-- STUDY MATERIAL --

#[cfg(test)]
mod tests {
    use super::*;
    use crate::lexer::Lexer;

    fn parse(source: &str) -> Ast {
        let diags = Diagnostics::new();
        let tokens = Lexer::new(source, &diags).token_stream().unwrap();
        Parser::new(tokens, &diags).parse().unwrap()
    }

    fn parse_err(source: &str) -> BuildError {
        let diags = Diagnostics::new();
        let tokens = Lexer::new(source, &diags).token_stream().unwrap();
        let result = Parser::new(tokens, &diags).parse();
        assert!(result.is_err());
        diags.reports().remove(0).error
    }

    #[test]
    fn parse_global_field() {
        let ast = parse("cc = \"gcc\";");
        assert_eq!(ast.fields.len(), 1);
        let field = &ast.fields["cc"];
        assert!(matches!(
            field.expression,
            AstExpr::FormattedLiteral { .. }
        ));
        assert_eq!(field.reference, Reference::new(0, 11));
    }

    #[test]
    fn parse_boolean_field() {
        let ast = parse("fast = true;");
        assert!(matches!(
            ast.fields["fast"].expression,
            AstExpr::Boolean { content: true, .. }
        ));
    }

    #[test]
    fn parse_task_with_fields_and_iterator() {
        let ast = parse("\"out\" as target { run = \"make\"; visible = false; }");
        assert_eq!(ast.tasks.len(), 1);
        let task = &ast.tasks[0];
        assert_eq!(task.iterator.name, "target");
        assert_eq!(task.fields.len(), 2);
        assert!(task.fields.contains_key("run"));
        assert!(task.fields.contains_key("visible"));
    }

    #[test]
    fn task_iterator_defaults() {
        let ast = parse("\"out\" { }");
        assert_eq!(ast.tasks[0].iterator.name, DEFAULT_ITERATOR);
    }

    #[test]
    fn single_element_list_collapses() {
        let ast = parse("x = \"one\";");
        assert!(!matches!(ast.fields["x"].expression, AstExpr::List { .. }));
    }

    #[test]
    fn list_is_right_nested() {
        let ast = parse("x = \"a\", \"b\", \"c\";");
        let AstExpr::List { contents, .. } = &ast.fields["x"].expression else {
            panic!("expected list");
        };
        assert_eq!(contents.len(), 2);
        assert!(matches!(contents[1], AstExpr::List { .. }));
    }

    #[test]
    fn parse_replace_operator() {
        let ast = parse("objs = srcs : \"*.c\" -> \"*.o\";");
        let AstExpr::Replace {
            input,
            filter,
            product,
            ..
        } = &ast.fields["objs"].expression
        else {
            panic!("expected replace");
        };
        assert!(matches!(**input, AstExpr::Identifier(_)));
        assert!(matches!(**filter, AstExpr::FormattedLiteral { .. }));
        assert!(matches!(**product, AstExpr::FormattedLiteral { .. }));
    }

    #[test]
    fn parse_bracketed_expression() {
        let ast = parse("x = [\"a\", \"b\"];");
        assert!(matches!(ast.fields["x"].expression, AstExpr::List { .. }));
    }

    #[test]
    fn missing_value_halts() {
        assert!(matches!(parse_err("x = ;"), BuildError::NoValue { .. }));
    }

    #[test]
    fn missing_linestop_halts() {
        assert!(matches!(
            parse_err("x = \"a\""),
            BuildError::NoLinestop { .. }
        ));
    }

    #[test]
    fn missing_iterator_halts() {
        assert!(matches!(
            parse_err("\"t\" as { }"),
            BuildError::NoIterator { .. }
        ));
    }

    #[test]
    fn missing_task_brackets_halt() {
        assert!(matches!(
            parse_err("\"t\" run = \"x\";"),
            BuildError::NoTaskOpen { .. }
        ));
        assert!(matches!(
            parse_err("\"t\" { run = \"x\";"),
            BuildError::NoTaskClose { .. }
        ));
    }

    #[test]
    fn dangling_separator_halts() {
        assert!(matches!(
            parse_err("x = \"a\", ;"),
            BuildError::InvalidListEnd { .. }
        ));
    }

    #[test]
    fn replace_error_kinds() {
        assert!(matches!(
            parse_err("x = : \"a\" -> \"b\";"),
            BuildError::NoReplacementIdentifier { .. }
        ));
        assert!(matches!(
            parse_err("x = \"a\" : -> \"b\";"),
            BuildError::NoReplacementOriginal { .. }
        ));
        assert!(matches!(
            parse_err("x = \"a\" : \"b\" \"c\";"),
            BuildError::NoReplacementArrow { .. }
        ));
        assert!(matches!(
            parse_err("x = \"a\" : \"b\" -> ;"),
            BuildError::NoReplacementReplacement { .. }
        ));
    }

    #[test]
    fn empty_expression_halts() {
        assert!(matches!(
            parse_err("x = [];"),
            BuildError::EmptyExpression { .. }
        ));
    }

    #[test]
    fn unclosed_expression_halts() {
        assert!(matches!(
            parse_err("x = [\"a\";"),
            BuildError::NoExpressionClose { .. }
        ));
    }

    #[test]
    fn duplicate_global_field_halts() {
        assert!(matches!(
            parse_err("x = \"a\"; x = \"b\";"),
            BuildError::DuplicateIdentifier { .. }
        ));
    }

    #[test]
    fn duplicate_task_field_halts() {
        assert!(matches!(
            parse_err("\"t\" { run = \"a\"; run = \"b\"; }"),
            BuildError::DuplicateIdentifier { .. }
        ));
    }

    #[test]
    fn escaped_expression_must_flatten_to_identifiers() {
        assert!(matches!(
            parse_err("x = \"[a -> b]\";"),
            BuildError::InvalidEscapedExpression { .. }
        ));
    }

    #[test]
    fn stray_token_is_invalid_grammar() {
        assert!(matches!(
            parse_err("x = \"a\"; ;"),
            BuildError::InvalidGrammar { .. }
        ));
    }

    #[test]
    fn node_references_are_lex_identical() {
        let source = "objs = srcs : \"*.c\" -> \"*.o\";";
        let ast = parse(source);
        let expression = &ast.fields["objs"].expression;
        let reference = expression.reference();
        let excerpt = &source[reference.index..reference.index + reference.length];
        assert_eq!(excerpt, "srcs : \"*.c\" -> \"*.o\"");
    }
}
//! qvickbuild - a small, parallel build automation engine.
//!
//! # Overview
//!
//! A build is described declaratively as **fields** (named values) and
//! **tasks** (units of work keyed by one or more names):
//!
//! ```text
//! srcs = "*.c";
//! objs = srcs : "*.c" -> "*.o";
//!
//! "app" {
//!     depends = objs;
//!     run = "cc -o app [objs]";
//! }
//!
//! objs as obj {
//!     src = obj : "*.o" -> "*.c";
//!     depends = src;
//!     run = "cc -c -o [obj] [src]";
//! }
//! ```
//!
//! The engine resolves the requested task, walks its dependencies, skips
//! targets that are newer than everything they depend on, and executes
//! shell commands through a pseudoterminal - in parallel where the
//! configuration asks for it. Errors are aggregated per thread and
//! rendered with source-mapped excerpts.
//!
//! # Example
//!
//! ```no_run
//! use qvickbuild::{Driver, Setup};
//!
//! let code = Driver::new(Setup::default()).run();
//! std::process::exit(code);
//! ```

pub mod build;
pub mod cli;
pub mod driver;
pub mod errors;
pub mod eval;
pub mod filesystem;
pub mod frames;
pub mod lexer;
pub mod parser;
pub mod pipeline;
pub mod process;
pub mod tracking;
pub mod values;
pub mod wildcards;

// Re-export commonly used items
pub use cli::{Cli, EntryStatus, LogLevel};
pub use driver::{Driver, Engine, InputMethod, Setup};
pub use errors::{BuildError, BuildResult, Diagnostics, Halted};
pub use eval::{EvalContext, Interpreter, InterpreterOptions};
pub use lexer::{Lexer, Token, TokenKind};
pub use parser::{Ast, AstExpr, Parser, Task};
pub use tracking::Reference;
pub use values::Value;

/// Convenience entry point: run a build described by `setup` and return
/// the process exit code.
pub fn run(setup: Setup) -> i32 {
    Driver::new(setup).run()
}
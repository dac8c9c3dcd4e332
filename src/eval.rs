//! Expression evaluation.
//!
//! The interpreter turns AST expressions into [`Value`]s under an
//! [`EvalContext`] naming the task scope, the current task-iteration
//! string and whether globbing is active. Identifier lookup walks, in
//! order: the value cache, the task's own fields, the task iteration
//! variable, and the global fields.
//!
//! Values whose evaluation never touched an iteration variable are
//! `immutable` and land in the value cache; a cached entry is reused by
//! any context it is *reachable from* — global entries from everywhere,
//! task-scoped entries only from the same task.

use std::collections::HashMap;
use std::path::{Path, PathBuf};
use std::sync::{Arc, Weak};

use parking_lot::{Mutex, RwLock};

use crate::driver::Engine;
use crate::errors::{BuildError, BuildResult, Diagnostics};
use crate::frames::{find_recursive_variable, Frame, FrameGuard};
use crate::parser::{Ast, AstExpr, Field, IdentifierRef, Task};
use crate::tracking::Reference;
use crate::values::{Autocast, IBool, IList, IString, Value};
use crate::wildcards::{self, ReplaceError};

/// What an expression is evaluated against.
#[derive(Clone)]
pub struct EvalContext {
    pub task_scope: Option<Arc<Task>>,
    pub task_iteration: Option<String>,
    pub use_globbing: bool,
}

impl EvalContext {
    /// Global scope, globbing active.
    pub fn global() -> Self {
        EvalContext {
            task_scope: None,
            task_iteration: None,
            use_globbing: true,
        }
    }

    pub fn for_task(task: Arc<Task>, iteration: String) -> Self {
        EvalContext {
            task_scope: Some(task),
            task_iteration: Some(iteration),
            use_globbing: true,
        }
    }
}

/// A cached evaluation result. Only immutable values are stored; the
/// scope is remembered by the defining task's source reference, which is
/// unique per declaration.
struct CachedValue {
    name: String,
    task_scope: Option<Reference>,
    value: Value,
}

/// A cache entry is reachable from a query context when the entry is
/// global or was captured under the same task scope.
fn reachable_by(cached_scope: Option<Reference>, query: &EvalContext) -> bool {
    match cached_scope {
        None => true,
        Some(scope) => query.task_scope.as_ref().map(|task| task.reference) == Some(scope),
    }
}

/// Extra knobs the driver passes down.
pub struct InterpreterOptions {
    /// Explicit task key from the command line.
    pub task: Option<String>,
    pub dry_run: bool,
    /// Directory globbing and timestamp lookups resolve against.
    pub workdir: PathBuf,
}

impl Default for InterpreterOptions {
    fn default() -> Self {
        InterpreterOptions {
            task: None,
            dry_run: false,
            workdir: PathBuf::from("."),
        }
    }
}

/// The evaluator plus the build engine's shared state.
pub struct Interpreter {
    pub(crate) engine: Arc<Engine>,
    pub(crate) ast: Ast,
    pub(crate) explicit_task: Option<String>,
    pub(crate) dry_run: bool,
    pub(crate) workdir: PathBuf,
    /// Value cache; the lock also serializes evaluation so recursive
    /// lookups on different threads never observe torn inserts.
    caches: Mutex<Vec<CachedValue>>,
    /// Task-key cache, built once during preparation and read-only
    /// afterwards.
    pub(crate) tasks: RwLock<HashMap<String, Arc<Task>>>,
    weak_self: Weak<Interpreter>,
}

impl Interpreter {
    pub fn new(engine: Arc<Engine>, ast: Ast, options: InterpreterOptions) -> Arc<Interpreter> {
        Arc::new_cyclic(|weak| Interpreter {
            engine,
            ast,
            explicit_task: options.task,
            dry_run: options.dry_run,
            workdir: options.workdir,
            caches: Mutex::new(Vec::new()),
            tasks: RwLock::new(HashMap::new()),
            weak_self: weak.clone(),
        })
    }

    /// A fresh strong handle for jobs that outlive the current borrow.
    pub(crate) fn shared(&self) -> Arc<Interpreter> {
        self.weak_self
            .upgrade()
            .expect("interpreter is alive while its methods run")
    }

    /// Evaluate one expression. Takes the evaluation lock for the whole
    /// recursive descent.
    pub fn evaluate(&self, expr: &AstExpr, context: &EvalContext) -> BuildResult<Value> {
        let mut caches = self.caches.lock();
        let mut scope = Evaluation {
            caches: &mut *caches,
            ast: &self.ast,
            diags: self.engine.diags.as_ref(),
            workdir: &self.workdir,
        };
        scope.eval(expr, context)
    }

    pub fn find_task(&self, key: &str) -> Option<Arc<Task>> {
        self.tasks.read().get(key).cloned()
    }

    fn find_field(&self, name: &str, task: Option<&Arc<Task>>) -> Option<Field> {
        if let Some(task) = task {
            if let Some(field) = task.fields.get(name) {
                return Some(field.clone());
            }
        }
        self.ast.fields.get(name).cloned()
    }

    /// Evaluate a field by name, strictly cast. `None` when the field
    /// does not exist in the task or global scope.
    pub fn evaluate_field<T: Autocast>(
        &self,
        name: &str,
        context: &EvalContext,
    ) -> BuildResult<Option<T>> {
        let Some(field) = self.find_field(name, context.task_scope.as_ref()) else {
            return Ok(None);
        };
        let value = self.evaluate(&field.expression, context)?;
        value.autocast(&self.engine.diags).map(Some)
    }

    pub fn evaluate_field_or<T: Autocast>(
        &self,
        name: &str,
        context: &EvalContext,
        default: T,
    ) -> BuildResult<T> {
        Ok(self.evaluate_field(name, context)?.unwrap_or(default))
    }

    #[cfg(test)]
    pub(crate) fn cached_values(&self) -> Vec<(String, Option<Reference>, bool)> {
        self.caches
            .lock()
            .iter()
            .map(|cached| (cached.name.clone(), cached.task_scope, cached.value.immutable()))
            .collect()
    }
}

/// One locked evaluation pass.
struct Evaluation<'a> {
    caches: &'a mut Vec<CachedValue>,
    ast: &'a Ast,
    diags: &'a Diagnostics,
    workdir: &'a Path,
}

-- TRY IT --
Among the entries above, say how many lines hold the word "EvalContext". No other words belong in the answer.

-- SOLUTION FOR THIS TASK --
10